Synthesis and biological evaluation of carabrol derivatives

Abstract

Carabrol, isolated from Carpesium macrocephalum Franch. & Sav., showed anti-inflammatory potential in LPS-induced RAW264.7 murine macrophages. We transformed the structure of carabrol and modified the carbon atoms at positions 11 and 13 to obtain a series of carabrol derivatives. The anti-inflammatory activity of 26 carabrol derivatives was synthesized and screened. Their structures were established using ¹H NMR, ¹³C NMR, and HRMS spectroscopic data. All compounds were tested against RAW264.7 cells using the Griess assay; the bioassay test suggested that most of the compounds were found to have in vitro anti-inflammatory activities with low cytotoxicity.
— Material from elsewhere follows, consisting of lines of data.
//! Error surface shared by the plugin contracts.

use thiserror::Error;

use crate::instance::InstanceId;

/// Result alias for plugin operations.
pub type SpiResult<T> = Result<T, SpiError>;

/// Errors a plugin implementation may surface to its callers.
///
/// Callers treat every variant as retryable at the next observation pass;
/// none of them terminates a running supervisor.
#[derive(Debug, Error)]
pub enum SpiError {
    /// The supplied properties document is not supported by this plugin.
    #[error("unsupported configuration: {0}")]
    UnsupportedConfig(String),

    /// The instance does not exist on the backend.
    #[error("instance not found: {0}")]
    NotFound(InstanceId),

    /// Backend-specific failure (provider API, transport, quota).
    #[error(transparent)]
    Backend(#[from] anyhow::Error),
}
//! drover-spi — plugin contracts for the drover group manager.
//!
//! Defines the two capability surfaces drover composes groups out of:
//!
//! - [`InstancePlugin`] is a vendor-agnostic provisioning backend:
//!   create, destroy, and enumerate instances by tag.
//! - [`FlavorPlugin`] customizes what runs on those instances: shaping
//!   the provisioning spec, reporting health, draining before destroy.
//!
//! Both contracts are named and versioned through [`InterfaceId`] so an
//! embedder can verify compatibility before invoking an implementation.
//! Plugin properties stay opaque (`serde_json::Value`) end to end; only
//! the plugin that owns a properties document interprets it.

pub mod error;
pub mod flavor;
pub mod ident;
pub mod instance;

pub use error::{SpiError, SpiResult};
pub use flavor::{Allocation, FlavorPlugin, Health};
pub use ident::InterfaceId;
pub use instance::{
    InstanceDescription, InstanceId, InstancePlugin, InstanceSpec, LogicalId, Tags,
};
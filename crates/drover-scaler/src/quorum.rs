//! Identity-driven group supervisor.

use std::sync::atomic::{AtomicBool, Ordering};
use std::time::Duration;

use tokio::sync::watch;
use tracing::{debug, info, warn};

use drover_spi::{InstanceSpec, LogicalId};

use crate::error::ScalerError;
use crate::scaled::Scaled;

/// Supervisor that keeps one group member per pinned logical identity.
///
/// Each pass destroys members whose identity is not in the expected set,
/// then provisions a member for each identity that has none. Members
/// carrying no identity at all are logged and left alone: the quorum
/// cannot tell a half-provisioned member from a foreign instance, and
/// destroying either would be wrong.
pub struct Quorum<S> {
    scaled: S,
    logical_ids: Vec<LogicalId>,
    poll_interval: Duration,
    started: AtomicBool,
    stop_tx: watch::Sender<bool>,
    stop_rx: watch::Receiver<bool>,
}

impl<S: Scaled> Quorum<S> {
    /// Create a quorum that converges `scaled` on the given identities,
    /// one observation every `poll_interval`.
    pub fn new(
        scaled: S,
        logical_ids: Vec<LogicalId>,
        poll_interval: Duration,
    ) -> Result<Self, ScalerError> {
        if poll_interval.is_zero() {
            return Err(ScalerError::ZeroPollInterval);
        }
        if logical_ids.is_empty() {
            return Err(ScalerError::EmptyQuorum);
        }
        let (stop_tx, stop_rx) = watch::channel(false);
        Ok(Self {
            scaled,
            logical_ids,
            poll_interval,
            started: AtomicBool::new(false),
            stop_tx,
            stop_rx,
        })
    }

    /// The identities this quorum maintains.
    pub fn logical_ids(&self) -> &[LogicalId] {
        &self.logical_ids
    }

    /// Drive convergence passes until [`stop`](Quorum::stop) is observed.
    ///
    /// Same contract as [`Scaler::run`](crate::Scaler::run): first pass
    /// immediately, stop checked at pass boundaries, never restartable.
    pub async fn run(&self) {
        if self.started.swap(true, Ordering::SeqCst) {
            warn!(quorum = self.logical_ids.len(), "quorum already ran once; ignoring");
            return;
        }

        info!(
            quorum = self.logical_ids.len(),
            interval = ?self.poll_interval,
            "quorum started"
        );

        let mut stop = self.stop_rx.clone();
        loop {
            if *stop.borrow() {
                break;
            }

            self.converge().await;

            tokio::select! {
                _ = tokio::time::sleep(self.poll_interval) => {}
                _ = stop.wait_for(|stopped| *stopped) => break,
            }
        }

        info!(quorum = self.logical_ids.len(), "quorum stopped");
    }

    /// Request termination. Same contract as
    /// [`Scaler::stop`](crate::Scaler::stop).
    pub fn stop(&self) {
        let _ = self.stop_tx.send(true);
    }

    /// One observe/decide/act pass.
    async fn converge(&self) {
        let observed = match self.scaled.list().await {
            Ok(observed) => observed,
            Err(e) => {
                warn!(error = %e, "failed to list group members, skipping pass");
                return;
            }
        };

        let mut unknown = Vec::new();
        for member in &observed {
            match &member.logical_id {
                Some(lid) if self.logical_ids.contains(lid) => {}
                Some(lid) => {
                    warn!(id = %member.id, logical_id = %lid, "member has an unknown identity");
                    unknown.push(&member.id);
                }
                None => {
                    warn!(id = %member.id, "member carries no logical identity, leaving it alone");
                }
            }
        }

        for id in unknown {
            info!(%id, "destroying member with unknown identity");
            if let Err(e) = self.scaled.destroy(id).await {
                warn!(%id, error = %e, "failed to destroy instance");
            }
        }

        let missing: Vec<&LogicalId> = self
            .logical_ids
            .iter()
            .filter(|expected| {
                !observed
                    .iter()
                    .any(|member| member.logical_id.as_ref() == Some(*expected))
            })
            .collect();

        if missing.is_empty() && observed.len() == self.logical_ids.len() {
            debug!(quorum = self.logical_ids.len(), "quorum is intact");
        }

        for lid in missing {
            info!(logical_id = %lid, "identity has no member, provisioning one");
            let overlay = InstanceSpec {
                logical_id: Some(lid.clone()),
                ..InstanceSpec::default()
            };
            if let Err(e) = self.scaled.create_one(Some(overlay)).await {
                warn!(logical_id = %lid, error = %e, "failed to create instance");
            }
        }
    }
}

#[cfg(test)]
mod tests {
    use std::collections::BTreeMap;
    use std::sync::atomic::AtomicU64;
    use std::sync::Arc;

    use async_trait::async_trait;
    use tokio::sync::Mutex;
    use tokio::time::timeout;

    use drover_spi::{InstanceDescription, InstanceId, SpiError, SpiResult};

    use super::*;

    fn lid(id: &str) -> LogicalId {
        LogicalId::from(id)
    }

    /// Live in-memory [`Scaled`] double: creates and destroys apply to a
    /// shared member table immediately, so the next `list` observes them.
    #[derive(Clone, Default)]
    struct FakeGroup {
        members: Arc<Mutex<BTreeMap<InstanceId, Option<LogicalId>>>>,
        next: Arc<AtomicU64>,
    }

    impl FakeGroup {
        async fn seed(&self, id: &str, logical_id: Option<&str>) {
            self.members
                .lock()
                .await
                .insert(InstanceId::from(id), logical_id.map(LogicalId::from));
        }

        async fn snapshot(&self) -> BTreeMap<InstanceId, Option<LogicalId>> {
            self.members.lock().await.clone()
        }

        async fn logical_ids(&self) -> Vec<LogicalId> {
            let mut ids: Vec<LogicalId> =
                self.members.lock().await.values().flatten().cloned().collect();
            ids.sort_unstable();
            ids
        }
    }

    #[async_trait]
    impl Scaled for FakeGroup {
        async fn list(&self) -> SpiResult<Vec<InstanceDescription>> {
            Ok(self
                .members
                .lock()
                .await
                .iter()
                .map(|(id, logical_id)| InstanceDescription {
                    id: id.clone(),
                    logical_id: logical_id.clone(),
                    tags: BTreeMap::new(),
                })
                .collect())
        }

        async fn create_one(&self, overlay: Option<InstanceSpec>) -> SpiResult<()> {
            let seq = self.next.fetch_add(1, Ordering::SeqCst);
            let id = InstanceId::new(format!("i-{seq:03}"));
            let logical_id = overlay.and_then(|spec| spec.logical_id);
            self.members.lock().await.insert(id, logical_id);
            Ok(())
        }

        async fn destroy(&self, id: &InstanceId) -> SpiResult<()> {
            match self.members.lock().await.remove(id) {
                Some(_) => Ok(()),
                None => Err(SpiError::NotFound(id.clone())),
            }
        }
    }

    // ── construction ────────────────────────────────────────────────────

    #[tokio::test]
    async fn rejects_empty_identity_set() {
        let result = Quorum::new(FakeGroup::default(), vec![], Duration::from_millis(1));
        assert!(matches!(result, Err(ScalerError::EmptyQuorum)));
    }

    #[tokio::test]
    async fn rejects_zero_poll_interval() {
        let result = Quorum::new(FakeGroup::default(), vec![lid("10.0.0.1")], Duration::ZERO);
        assert!(matches!(result, Err(ScalerError::ZeroPollInterval)));
    }

    #[test]
    fn carries_its_identity_set() {
        let ids = vec![lid("10.0.0.1"), lid("10.0.0.2")];
        let quorum = Quorum::new(FakeGroup::default(), ids.clone(), Duration::from_secs(1))
            .expect("valid config");
        assert_eq!(quorum.logical_ids(), ids.as_slice());
    }

    // ── single pass ─────────────────────────────────────────────────────

    #[tokio::test]
    async fn pass_provisions_each_missing_identity() {
        let group = FakeGroup::default();
        group.seed("i-a", Some("10.0.0.1")).await;

        let quorum = Quorum::new(
            group.clone(),
            vec![lid("10.0.0.1"), lid("10.0.0.2"), lid("10.0.0.3")],
            Duration::from_millis(1),
        )
        .expect("valid config");

        quorum.converge().await;

        assert_eq!(
            group.logical_ids().await,
            vec![lid("10.0.0.1"), lid("10.0.0.2"), lid("10.0.0.3")]
        );
    }

    #[tokio::test]
    async fn pass_destroys_unknown_identities() {
        let group = FakeGroup::default();
        group.seed("i-a", Some("10.0.0.1")).await;
        group.seed("i-b", Some("10.9.9.9")).await;

        let quorum = Quorum::new(
            group.clone(),
            vec![lid("10.0.0.1")],
            Duration::from_millis(1),
        )
        .expect("valid config");

        quorum.converge().await;

        let snapshot = group.snapshot().await;
        assert_eq!(snapshot.len(), 1);
        assert!(snapshot.contains_key(&InstanceId::from("i-a")));
    }

    #[tokio::test]
    async fn pass_leaves_identity_less_members_alone() {
        let group = FakeGroup::default();
        group.seed("i-a", Some("10.0.0.1")).await;
        group.seed("i-limbo", None).await;

        let quorum = Quorum::new(
            group.clone(),
            vec![lid("10.0.0.1")],
            Duration::from_millis(1),
        )
        .expect("valid config");

        quorum.converge().await;

        assert!(group.snapshot().await.contains_key(&InstanceId::from("i-limbo")));
    }

    #[tokio::test]
    async fn pass_skips_entirely_when_observation_fails() {
        struct FailingList;

        #[async_trait]
        impl Scaled for FailingList {
            async fn list(&self) -> SpiResult<Vec<InstanceDescription>> {
                Err(SpiError::Backend(anyhow::anyhow!("provider down")))
            }

            async fn create_one(&self, _overlay: Option<InstanceSpec>) -> SpiResult<()> {
                panic!("unexpected create");
            }

            async fn destroy(&self, _id: &InstanceId) -> SpiResult<()> {
                panic!("unexpected destroy");
            }
        }

        let quorum = Quorum::new(FailingList, vec![lid("10.0.0.1")], Duration::from_millis(1))
            .expect("valid config");

        quorum.converge().await;
    }

    #[tokio::test]
    async fn pass_continues_batch_after_a_create_failure() {
        struct FlakyCreate {
            requested: Arc<std::sync::Mutex<Vec<LogicalId>>>,
        }

        #[async_trait]
        impl Scaled for FlakyCreate {
            async fn list(&self) -> SpiResult<Vec<InstanceDescription>> {
                Ok(vec![])
            }

            async fn create_one(&self, overlay: Option<InstanceSpec>) -> SpiResult<()> {
                let lid = overlay
                    .and_then(|spec| spec.logical_id)
                    .expect("quorum creates carry an identity");
                let mut requested = self.requested.lock().unwrap();
                requested.push(lid);
                if requested.len() == 1 {
                    Err(SpiError::Backend(anyhow::anyhow!("quota exceeded")))
                } else {
                    Ok(())
                }
            }

            async fn destroy(&self, _id: &InstanceId) -> SpiResult<()> {
                panic!("unexpected destroy");
            }
        }

        let requested = Arc::new(std::sync::Mutex::new(Vec::new()));
        let quorum = Quorum::new(
            FlakyCreate {
                requested: requested.clone(),
            },
            vec![lid("10.0.0.1"), lid("10.0.0.2")],
            Duration::from_millis(1),
        )
        .expect("valid config");

        quorum.converge().await;

        // The failed create for the first identity does not stop the second.
        assert_eq!(
            *requested.lock().unwrap(),
            vec![lid("10.0.0.1"), lid("10.0.0.2")]
        );
    }

    // ── full loop ───────────────────────────────────────────────────────

    #[tokio::test]
    async fn loop_converges_on_the_expected_identities() {
        let group = FakeGroup::default();
        group.seed("i-intruder", Some("10.9.9.9")).await;
        group.seed("i-a", Some("10.0.0.1")).await;

        let expected = vec![lid("10.0.0.1"), lid("10.0.0.2")];
        let quorum = Arc::new(
            Quorum::new(group.clone(), expected.clone(), Duration::from_millis(1))
                .expect("valid config"),
        );

        let runner = tokio::spawn({
            let quorum = quorum.clone();
            async move { quorum.run().await }
        });

        let mut converged = false;
        for _ in 0..500 {
            if group.logical_ids().await == expected {
                converged = true;
                break;
            }
            tokio::time::sleep(Duration::from_millis(2)).await;
        }

        quorum.stop();
        timeout(Duration::from_secs(5), runner)
            .await
            .expect("quorum did not stop")
            .expect("quorum task panicked");

        assert!(converged, "quorum never reached the expected identity set");
        assert_eq!(group.logical_ids().await, expected);
    }
}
We identified several novel carabrol derivatives, which have potent anti-inflammatory activities for tested RAW264.7 cells with IC₅₀ values that ranged from 0.82 to 1.31 μM. Among these, compound a9 was identified as the most potent anti-inflammatory agent, effectively suppressing key pro-inflammatory mediators such as nitric oxide (NO), interleukin-6 (IL-6), and tumor necrosis factor-α (TNF-α). In a xylene-induced ear swelling model in mice, compound a9 demonstrated a significant inhibitory effect on ear swelling, highlighting its potent in vivo anti-inflammatory activity.